Would you please return the line containing "let (tx, _rx)" and all the lines after it through the end of the records below, unchanged and on their own?

* * *

use std::time::Duration;

use super::EventSink;
use super::surface::MediaSurface;
use crate::config::defaults::*;
use crate::errors::{PlaybackError, PlaybackResult};

/// Tunables handed to the adaptive engine when a session starts
///
/// Bitrate selection itself belongs to the engine; these only seed and bound
/// its buffering, loading and bandwidth estimation.
#[derive(Debug, Clone, PartialEq)]
pub struct EngineConfig {
    pub enable_worker: bool,
    pub low_latency_mode: bool,
    pub back_buffer_length: Duration,
    pub max_buffer_length: Duration,
    pub max_max_buffer_length: Duration,
    pub manifest_loading_timeout: Duration,
    pub manifest_loading_max_retry: u32,
    pub manifest_loading_retry_delay: Duration,
    pub frag_loading_timeout: Duration,
    pub frag_loading_max_retry: u32,
    pub frag_loading_retry_delay: Duration,
    /// How long the buffer may stay empty before a stall is reported
    pub max_starvation_delay: Duration,
    /// Target distance from the live edge, in segment durations
    pub live_sync_duration_count: u32,
    pub live_max_latency_duration_count: u32,
    /// Start VOD playback before the whole fragment is loaded
    pub progressive: bool,
    /// Initial bandwidth estimate in bits per second
    pub abr_ewma_default_estimate: u64,
    pub abr_bandwidth_factor: f64,
    pub abr_bandwidth_up_factor: f64,
}

impl Default for EngineConfig {
    fn default() -> Self {
        Self {
            enable_worker: true,
            low_latency_mode: DEFAULT_LOW_LATENCY_MODE,
            back_buffer_length: Duration::from_secs(DEFAULT_BACK_BUFFER_LENGTH_SECS),
            max_buffer_length: Duration::from_secs(DEFAULT_MAX_BUFFER_LENGTH_SECS),
            max_max_buffer_length: Duration::from_secs(DEFAULT_MAX_MAX_BUFFER_LENGTH_SECS),
            manifest_loading_timeout: Duration::from_millis(DEFAULT_MANIFEST_LOADING_TIMEOUT_MS),
            manifest_loading_max_retry: DEFAULT_MANIFEST_LOADING_MAX_RETRY,
            manifest_loading_retry_delay: Duration::from_millis(DEFAULT_LOADING_RETRY_DELAY_MS),
            frag_loading_timeout: Duration::from_millis(DEFAULT_FRAG_LOADING_TIMEOUT_MS),
            frag_loading_max_retry: DEFAULT_FRAG_LOADING_MAX_RETRY,
            frag_loading_retry_delay: Duration::from_millis(DEFAULT_LOADING_RETRY_DELAY_MS),
            max_starvation_delay: Duration::from_secs(DEFAULT_MAX_STARVATION_DELAY_SECS),
            live_sync_duration_count: DEFAULT_LIVE_SYNC_DURATION_COUNT,
            live_max_latency_duration_count: DEFAULT_LIVE_MAX_LATENCY_DURATION_COUNT,
            progressive: true,
            abr_ewma_default_estimate: DEFAULT_ABR_EWMA_DEFAULT_ESTIMATE,
            abr_bandwidth_factor: DEFAULT_ABR_BANDWIDTH_FACTOR,
            abr_bandwidth_up_factor: DEFAULT_ABR_BANDWIDTH_UP_FACTOR,
        }
    }
}

/// Handle to one adaptive-bitrate engine instance
///
/// Engines report progress asynchronously through the [`EventSink`] they
/// were created with.
pub trait AdaptiveEngine: Send {
    fn load_source(&mut self, url: &str) -> PlaybackResult<()>;

    /// Bind the engine's output to the player surface
    fn attach_media(&mut self, surface: &mut dyn MediaSurface) -> PlaybackResult<()>;

    /// Restart loading after a fatal network fault
    fn start_load(&mut self);

    fn recover_media_error(&mut self);

    /// Release every resource; the handle is unusable afterwards
    fn destroy(&mut self);
}

/// Creates engines for new sessions
pub trait EngineFactory: Send + Sync {
    /// Whether adaptive engines can run in this environment at all
    fn is_supported(&self) -> bool;

    fn create(
        &self,
        config: &EngineConfig,
        events: EventSink,
    ) -> PlaybackResult<Box<dyn AdaptiveEngine>>;
}

/// Factory for environments without an embedded engine
///
/// HLS streams then go to the surface directly when it can play them.
#[derive(Debug, Clone, Copy, Default)]
pub struct UnsupportedEngineFactory;

impl EngineFactory for UnsupportedEngineFactory {
    fn is_supported(&self) -> bool {
        false
    }

    fn create(
        &self,
        _config: &EngineConfig,
        _events: EventSink,
    ) -> PlaybackResult<Box<dyn AdaptiveEngine>> {
        Err(PlaybackError::EngineUnavailable {
            message: "no adaptive engine in this build".to_string(),
        })
    }
}

#[cfg(test)]
mod tests {
    use super::*;
    use tokio::sync::mpsc;

    #[test]
    fn test_unsupported_factory_refuses_to_create() {
        let (tx, _rx) = mpsc::unbounded_channel();
        let factory = UnsupportedEngineFactory;
        assert!(!factory.is_supported());
        let result = factory.create(&EngineConfig::default(), EventSink::new(tx, 1));
        assert!(matches!(result, Err(PlaybackError::EngineUnavailable { .. })));
    }
}
pub mod decompression;
pub mod http_client;
pub mod jitter;
pub mod retry;
pub mod url;

pub use decompression::{CompressionFormat, DecompressionService};
pub use http_client::{HttpFetcher, StandardHttpClient};
pub use retry::{RetryConfig, calculate_delay, with_retry};
pub use url::UrlUtils;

* * *

Result of the exercise →
        let (tx, _rx) = mpsc::unbounded_channel();
        let factory = UnsupportedEngineFactory;
        assert!(!factory.is_supported());
        let result = factory.create(&EngineConfig::default(), EventSink::new(tx, 1));
        assert!(matches!(result, Err(PlaybackError::EngineUnavailable { .. })));
    }
}
pub mod decompression;
pub mod http_client;
pub mod jitter;
pub mod retry;
pub mod url;

pub use decompression::{CompressionFormat, DecompressionService};
pub use http_client::{HttpFetcher, StandardHttpClient};
pub use retry::{RetryConfig, calculate_delay, with_retry};
pub use url::UrlUtils;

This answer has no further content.